See this story at BrooklynDaily.com.
By Vanessa Ogle
Brooklyn Daily
The stink from idling school buses at a Bergen Beach depot has neighbors fuming.
Residents near the New Dawn Transit bus depot on E. 69th Street between Avenues X and W complain that the buses start idling noisily before dawn and double park in front of their driveways — only to speed through the neighborhood when they do leave.
The buses begin idling each day at 4:30 am, according to locals, and even at the end of the day they sometimes idle until after 10 pm.
The fumes in the morning are so strong, one mother said she wakes up at 4 am to shut her windows, so the exhaust doesn’t penetrate into her home and affect her two young children.
“I literally have my phone on a timer,” said Jamie Balsamo, who lives across the street from the bus depot. “The smell of the fumes are ridiculous.”
The gravel lot was used as a bus depot before, and was vacant for almost a year before the buses from New Dawn Transit started filling the depot in early August. But locals say the previous depot had only 40 buses, compared to nearly double that many now.
Neighbors are also worried about the buses’ speed. One local father used a radar gun to check the speed of the departing buses and claims to have closked one bus zooming down E. 69th at 48 miles per hour in a 30 miles per hour zone.
“A kid runs out — god forbid — to get a ball, there is no way that bus is going to stop in time,” said Joe Ragusa, who lives across the street from the bus depot. “Something has to be done — we all have young children.”
Reached by phone, the owner of New Dawn Transit denied that a bus was capable of speeding near the depot.
“There’s no way a bus can rev up fast enough,” said the woman, who would not give her name.

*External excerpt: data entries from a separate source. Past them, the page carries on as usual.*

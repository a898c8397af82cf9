//! Integration tests for the folder2pdf library

use std::fs::{self, File};
use std::io::Write;
use std::path::{Path, PathBuf};

use folder2pdf::layout::TextLayout;
use folder2pdf::naming::{next_sequence_number, parse_sequence_number};
use folder2pdf::pdf::{count_pages, page_sizes};
use folder2pdf::pipeline::{collect_documents, collect_images, documents_to_pdf, images_to_pdf};
use folder2pdf::Error;
use image::{Rgb, RgbImage};
use tempfile::TempDir;
use zip::write::SimpleFileOptions;
use zip::ZipWriter;

/// Test helper: solid-colour image of the given size
fn write_image(dir: &Path, name: &str, width: u32, height: u32) -> PathBuf {
    let path = dir.join(name);
    RgbImage::from_pixel(width, height, Rgb([200, 100, 50]))
        .save(&path)
        .expect("Failed to write test image");
    path
}

/// Test helper: minimal DOCX with one paragraph per entry
fn write_docx(dir: &Path, name: &str, paragraphs: &[&str]) -> PathBuf {
    let body: String = paragraphs
        .iter()
        .map(|p| format!("<w:p><w:r><w:t>{}</w:t></w:r></w:p>", p))
        .collect();
    let xml = format!(
        r#"<?xml version="1.0" encoding="UTF-8"?><w:document xmlns:w="http://schemas.openxmlformats.org/wordprocessingml/2006/main"><w:body>{}</w:body></w:document>"#,
        body
    );

    let path = dir.join(name);
    let mut zip = ZipWriter::new(File::create(&path).expect("Failed to create docx"));
    zip.start_file("word/document.xml", SimpleFileOptions::default())
        .expect("Failed to start zip entry");
    zip.write_all(xml.as_bytes()).expect("Failed to write zip entry");
    zip.finish().expect("Failed to finish docx");
    path
}

fn pdf_files(dir: &Path) -> Vec<String> {
    if !dir.exists() {
        return Vec::new();
    }
    let mut names: Vec<String> = fs::read_dir(dir)
        .expect("Failed to read output dir")
        .map(|e| e.unwrap().file_name().to_string_lossy().into_owned())
        .filter(|n| n.ends_with(".pdf"))
        .collect();
    names.sort();
    names
}

#[test]
fn test_images_become_one_pdf_in_name_order() {
    let temp_dir = TempDir::new().expect("Failed to create temp directory");
    let img = temp_dir.path().join("img");
    fs::create_dir(&img).unwrap();

    // Widths identify the images once they are pages
    write_image(&img, "c.png", 30, 10);
    write_image(&img, "a.PNG", 10, 10);
    write_image(&img, "b.bmp", 20, 10);
    fs::write(img.join("notes.txt"), "not an image").unwrap();

    let images = collect_images(&img).expect("Failed to collect images");
    assert_eq!(images.len(), 3);

    let out = temp_dir.path().join("PDF");
    let output = images_to_pdf(&images, &out, "vacation").expect("Failed to convert images");

    assert_eq!(pdf_files(&out).len(), 1);
    assert_eq!(count_pages(&output).unwrap(), 3);
    let widths: Vec<f32> = page_sizes(&output).unwrap().iter().map(|(w, _)| *w).collect();
    assert_eq!(widths, vec![10.0, 20.0, 30.0]);

    let name = output.file_name().unwrap().to_str().unwrap();
    assert!(name.starts_with("vacation[1]_"), "unexpected name {}", name);
}

#[test]
fn test_sequence_continues_after_existing_outputs() {
    let temp_dir = TempDir::new().expect("Failed to create temp directory");
    let out = temp_dir.path().join("PDF");
    fs::create_dir(&out).unwrap();
    for name in ["x[1]_a.pdf", "x[3]_b.pdf", "x[7]_c.pdf"] {
        fs::write(out.join(name), b"").unwrap();
    }

    assert_eq!(next_sequence_number(&out).unwrap(), 8);

    let img = write_image(temp_dir.path(), "photo.jpg", 5, 5);
    let output = images_to_pdf(&[img], &out, "output").unwrap();
    let name = output.file_name().unwrap().to_str().unwrap();
    assert_eq!(parse_sequence_number(name), Some(8));
}

#[test]
fn test_repeated_runs_never_overwrite() {
    let temp_dir = TempDir::new().expect("Failed to create temp directory");
    let doc = temp_dir.path().join("DOC");
    fs::create_dir(&doc).unwrap();
    fs::write(doc.join("a.txt"), "alpha").unwrap();
    fs::write(doc.join("b.txt"), "beta").unwrap();
    let out = temp_dir.path().join("PDF");

    let documents = collect_documents(&doc).unwrap();
    let first = documents_to_pdf(&documents, &out, "notes", &TextLayout::default()).unwrap();
    let second = documents_to_pdf(&documents, &out, "notes", &TextLayout::default()).unwrap();

    let numbers: Vec<u64> = first
        .written
        .iter()
        .chain(second.written.iter())
        .map(|p| parse_sequence_number(p.file_name().unwrap().to_str().unwrap()).unwrap())
        .collect();
    assert_eq!(numbers, vec![1, 2, 3, 4]);
    assert_eq!(pdf_files(&out).len(), 4);
}

#[test]
fn test_corrupt_document_is_skipped() {
    let temp_dir = TempDir::new().expect("Failed to create temp directory");
    let doc = temp_dir.path().join("DOC");
    fs::create_dir(&doc).unwrap();
    fs::write(doc.join("broken.docx"), b"PK\x03\x04 truncated garbage").unwrap();
    write_docx(&doc, "report.docx", &["Quarterly report", "Revenue went up."]);
    let out = temp_dir.path().join("PDF");

    let documents = collect_documents(&doc).unwrap();
    let report = documents_to_pdf(&documents, &out, "document", &TextLayout::default()).unwrap();

    assert_eq!(report.written.len(), 1);
    assert_eq!(report.skipped.len(), 1);
    assert_eq!(report.skipped[0].path.file_name().unwrap(), "broken.docx");
    assert!(!report.skipped[0].reason.to_string().is_empty());
    assert_eq!(pdf_files(&out).len(), 1);
}

#[test]
fn test_lock_and_hidden_files_are_never_selected() {
    let temp_dir = TempDir::new().expect("Failed to create temp directory");
    let doc = temp_dir.path().join("DOC");
    fs::create_dir(&doc).unwrap();
    fs::write(doc.join(".DS_Store"), b"\x00\x01").unwrap();
    fs::write(doc.join("~$lock.docx"), b"owner").unwrap();
    fs::write(doc.join("notes.md"), "# Notes").unwrap();

    let documents = collect_documents(&doc).unwrap();
    let names: Vec<_> = documents.iter().map(|p| p.file_name().unwrap()).collect();
    assert_eq!(names, vec!["notes.md"]);
}

#[test]
fn test_only_lock_files_means_nothing_to_do() {
    let temp_dir = TempDir::new().expect("Failed to create temp directory");
    fs::write(temp_dir.path().join("~$lock.docx"), b"owner").unwrap();

    let result = collect_documents(temp_dir.path());
    assert!(matches!(result, Err(Error::NoEligibleFiles { .. })));
}

#[test]
fn test_missing_folders_produce_nothing() {
    let temp_dir = TempDir::new().expect("Failed to create temp directory");
    let out = temp_dir.path().join("PDF");

    let images = collect_images(&temp_dir.path().join("img"));
    match images {
        Err(e @ Error::FolderNotFound(_)) => assert!(e.to_string().contains("not found")),
        other => panic!("Expected FolderNotFound, got {:?}", other),
    }

    let documents = collect_documents(&temp_dir.path().join("DOC"));
    assert!(matches!(documents, Err(Error::FolderNotFound(_))));

    assert!(pdf_files(&out).is_empty());
    assert!(!out.exists());
}

#[test]
fn test_every_document_format_converts() {
    let temp_dir = TempDir::new().expect("Failed to create temp directory");
    let doc = temp_dir.path().join("DOC");
    fs::create_dir(&doc).unwrap();

    write_docx(&doc, "a.docx", &["Word paragraph"]);
    fs::write(doc.join("b.txt"), "Plain text").unwrap();
    fs::write(doc.join("c.md"), "# Title\n\n- item").unwrap();
    fs::write(doc.join("d.rtf"), r"{\rtf1\ansi Rich text\par}").unwrap();

    let odt = doc.join("e.odt");
    let mut zip = ZipWriter::new(File::create(&odt).unwrap());
    zip.start_file("content.xml", SimpleFileOptions::default()).unwrap();
    zip.write_all(
        br#"<office:document-content xmlns:office="urn:oasis:names:tc:opendocument:xmlns:office:1.0" xmlns:text="urn:oasis:names:tc:opendocument:xmlns:text:1.0"><office:body><office:text><text:p>Open document</text:p></office:text></office:body></office:document-content>"#,
    )
    .unwrap();
    zip.finish().unwrap();

    let out = temp_dir.path().join("PDF");
    let documents = collect_documents(&doc).unwrap();
    assert_eq!(documents.len(), 5);

    let report = documents_to_pdf(&documents, &out, "all", &TextLayout::default()).unwrap();
    assert!(report.skipped.is_empty(), "skipped: {:?}", report.skipped);
    assert_eq!(report.written.len(), 5);
    for pdf in &report.written {
        assert_eq!(count_pages(pdf).unwrap(), 1);
    }
}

When questioned about the buses illegally parking or idling, she said she was working with the police and did not want to speak with the press.

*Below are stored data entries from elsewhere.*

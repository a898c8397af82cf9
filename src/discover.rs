//! Source file discovery and classification

use std::path::{Path, PathBuf};

use glob::{glob_with, MatchOptions, Pattern};
use tracing::{debug, warn};

use crate::error::{Error, Result};

/// Extensions accepted by the image pipeline
pub const IMAGE_EXTENSIONS: &[&str] = &["jpg", "jpeg", "png", "bmp", "tiff", "heic", "heif"];

/// Extensions accepted by the document pipeline
pub const DOCUMENT_EXTENSIONS: &[&str] = &["docx", "txt", "md", "rtf", "odt"];

/// What a source file will be converted as
#[derive(Debug, Clone, Copy, PartialEq, Eq)]
pub enum SourceKind {
    Image,
    Document,
}

impl SourceKind {
    /// Extension whitelist for this kind
    pub fn extensions(&self) -> &'static [&'static str] {
        match self {
            SourceKind::Image => IMAGE_EXTENSIONS,
            SourceKind::Document => DOCUMENT_EXTENSIONS,
        }
    }

    fn label(&self) -> &'static str {
        match self {
            SourceKind::Image => "image",
            SourceKind::Document => "document",
        }
    }

    /// Classify a path by its (case-insensitive) extension
    pub fn of(path: &Path) -> Option<SourceKind> {
        let ext = lowercase_extension(path)?;
        [SourceKind::Image, SourceKind::Document]
            .into_iter()
            .find(|kind| kind.extensions().contains(&ext.as_str()))
    }
}

/// Lowercased extension of `path`, without the dot
pub fn lowercase_extension(path: &Path) -> Option<String> {
    path.extension()
        .and_then(|ext| ext.to_str())
        .map(|ext| ext.to_ascii_lowercase())
}

/// Word-processor lock files (`~$name.docx`) and dot-files
pub fn is_lock_or_hidden(file_name: &str) -> bool {
    file_name.starts_with("~$") || file_name.starts_with('.')
}

/// Whether `path` would be picked up by the pipeline for `kind`
pub fn is_eligible(path: &Path, kind: SourceKind) -> bool {
    let Some(name) = path.file_name().and_then(|n| n.to_str()) else {
        return false;
    };
    !is_lock_or_hidden(name) && SourceKind::of(path) == Some(kind)
}

/// List the eligible files of `kind` directly inside `dir`, sorted by name.
///
/// Fails when the folder is missing or contains nothing eligible. Files with
/// other extensions are skipped with a warning.
pub fn collect_sources(dir: &Path, kind: SourceKind) -> Result<Vec<PathBuf>> {
    if !dir.is_dir() {
        return Err(Error::FolderNotFound(dir.to_path_buf()));
    }

    let dir_str = dir
        .to_str()
        .ok_or_else(|| Error::General(format!("Folder path is not valid UTF-8: {}", dir.display())))?;
    let pattern = format!("{}/*", Pattern::escape(dir_str));
    let options = MatchOptions {
        require_literal_leading_dot: true,
        ..MatchOptions::new()
    };

    let entries = glob_with(&pattern, options).map_err(|e| Error::General(e.to_string()))?;

    let mut files = Vec::new();
    for entry in entries {
        let path = match entry {
            Ok(path) => path,
            Err(e) => {
                warn!("Could not read directory entry: {}", e);
                continue;
            }
        };
        if !path.is_file() {
            continue;
        }
        if is_eligible(&path, kind) {
            files.push(path);
        } else {
            let name = path.file_name().and_then(|n| n.to_str()).unwrap_or_default();
            if !is_lock_or_hidden(name) {
                warn!(file = %path.display(), "Skipping unsupported {} file", kind.label());
            }
        }
    }

    if files.is_empty() {
        return Err(Error::NoEligibleFiles {
            dir: dir.to_path_buf(),
            kind: kind.label(),
        });
    }

    files.sort_by(|a, b| a.file_name().cmp(&b.file_name()));
    debug!(count = files.len(), dir = %dir.display(), "Collected source files");

    Ok(files)
}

Before the school year started, locals say they accepted the noise — sensors beeping, engines running, drivers shouting — because employees were inspecting the buses for the school year. One local said she thought the turmoil would be temporary and last only until the buses got into a routine.
“There were 400 people on the street — it looked like a movie shoot,” said Ann, who did not want to give her last name because she claims she was spit on by a driver. “I said, ‘I’ll give them until the end of the first week of school and they’ll get their act straightened out.’ ”
But the problem persisted. She said the buses park illegally on residential roads — sometimes, up to four buses are stacked in front of each other, blocking driveways.
“They were double parked in front of every single house from Avenue Y to Avenue W,” she said.
Ann said she is determined to fight the buses and their fumes and take back her life — and her garden, which she said she hasn’t been able to enjoy because of the bus fumes.
“I built and dug every flower bed,” she said. “And they’re not going to take that. They’re not going to take that.”